## [Available data]
+ + + + + + +

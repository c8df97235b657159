//!
//! Block-based [IMA ADPCM](https://en.wikipedia.org/wiki/Interactive_Multimedia_Association)
//! encoder and decoder for 16-bit mono and stereo audio, producing the block layout used by
//! WAV files (format tag 0x0011).
//!
//! The encoder chooses every 4-bit code with a short lookahead search that minimizes the
//! reconstruction error of the next few samples, and can shape the quantization noise
//! (static shaping above 64000 Hz, dynamic shaping otherwise).
//!
//! Container handling (RIFF/WAV chunks) is left to the caller: the encoder and decoder work
//! on interleaved `i16` samples and on contiguous, block-aligned ADPCM bytes.
//!
//! ```
//! use ima_adpcm_block::{BlockSize, Decoder, Encoder, EncoderConfig};
//!
//! let config = EncoderConfig::builder()
//!     .channels(1)
//!     .sample_rate(8000)
//!     .block_size(BlockSize::Bytes(256))
//!     .build()?;
//! let samples: Vec<i16> = (0..1000).map(|i| ((i % 50) * 400 - 10000) as i16).collect();
//!
//! let mut encoder = Encoder::new(config.clone());
//! let encoded = encoder.encode_to_vec(&samples)?;
//! assert_eq!(encoded.len(), config.output_size(samples.len()));
//!
//! let decoder = Decoder::new(config.decoder_config());
//! let decoded = decoder.decode_to_vec(&encoded, samples.len())?;
//! assert_eq!(decoded.len(), samples.len());
//! # Ok::<(), ima_adpcm_block::Error>(())
//! ```
//!

#![forbid(
    unsafe_code,
    clippy::panic,
    clippy::exit,
    clippy::unimplemented,
    clippy::todo,
    clippy::unreachable,
)]
#![deny(
    clippy::unwrap_used,
    clippy::expect_used,
    clippy::cast_ptr_alignment,
    clippy::char_lit_as_u8,
    clippy::unnecessary_cast,
    clippy::cast_lossless,
    clippy::cast_possible_truncation,
    clippy::cast_possible_wrap,
    clippy::cast_sign_loss,
    clippy::checked_conversions,
)]
#![allow(clippy::manual_range_contains)]
#![cfg_attr(test, allow(clippy::unwrap_used, clippy::expect_used))]

mod adpcm_ima;
pub use adpcm_ima::{nibble_delta, step_size, ChannelState, MAX_STEP_INDEX};

pub mod block;

mod config;
pub use config::{BlockSize, ConfigError};
pub use config::{DecoderConfig, DecoderConfigBuilder, EncoderConfig, EncoderConfigBuilder};

mod context;
pub use context::BlockContext;

mod decoder;
pub use decoder::{decode_block, Decoder};

mod encoder;
pub use encoder::Encoder;

mod search;
pub use search::DEFAULT_LOOKAHEAD;

mod shaping;
pub use shaping::NoiseShaping;

/// Error values.
#[derive(Debug, Clone, PartialEq, Eq, thiserror::Error)]
pub enum Error {
    /// Invalid encoder or decoder configuration.
    #[error(transparent)]
    Configuration(#[from] ConfigError),

    /// A block header has a step index above 88 or a nonzero reserved byte.
    #[error("malformed block header for channel {channel}: step index {step_index}, \
        reserved byte {reserved}")]
    MalformedBlockHeader {
        channel: usize,
        step_index: u8,
        reserved: u8,
    },

    /// The input ends before the block it should contain.
    #[error("truncated input: expected {expected} bytes, found {found}")]
    TruncatedInput {
        expected: usize,
        found: usize,
    },

    /// The encoder produced a block of an unexpected size. This is a logic error, not a
    /// data error.
    #[error("unexpected number of bytes encoded; expected {expected}, found {found}")]
    EncodingSizeMismatch {
        expected: usize,
        found: usize,
    },

    /// Buffer has an invalid size.
    #[error("buffer has an invalid size")]
    InvalidBufferSize,
}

+ + + + + + +

## [Problem description]
Each line from the one containing "number of bytes" through the end of the entries, both included, is to be returned exactly, with no other lines.

## [Result of the task]
    #[error("unexpected number of bytes encoded; expected {expected}, found {found}")]
    EncodingSizeMismatch {
        expected: usize,
        found: usize,
    },

    /// Buffer has an invalid size.
    #[error("buffer has an invalid size")]
    InvalidBufferSize,
}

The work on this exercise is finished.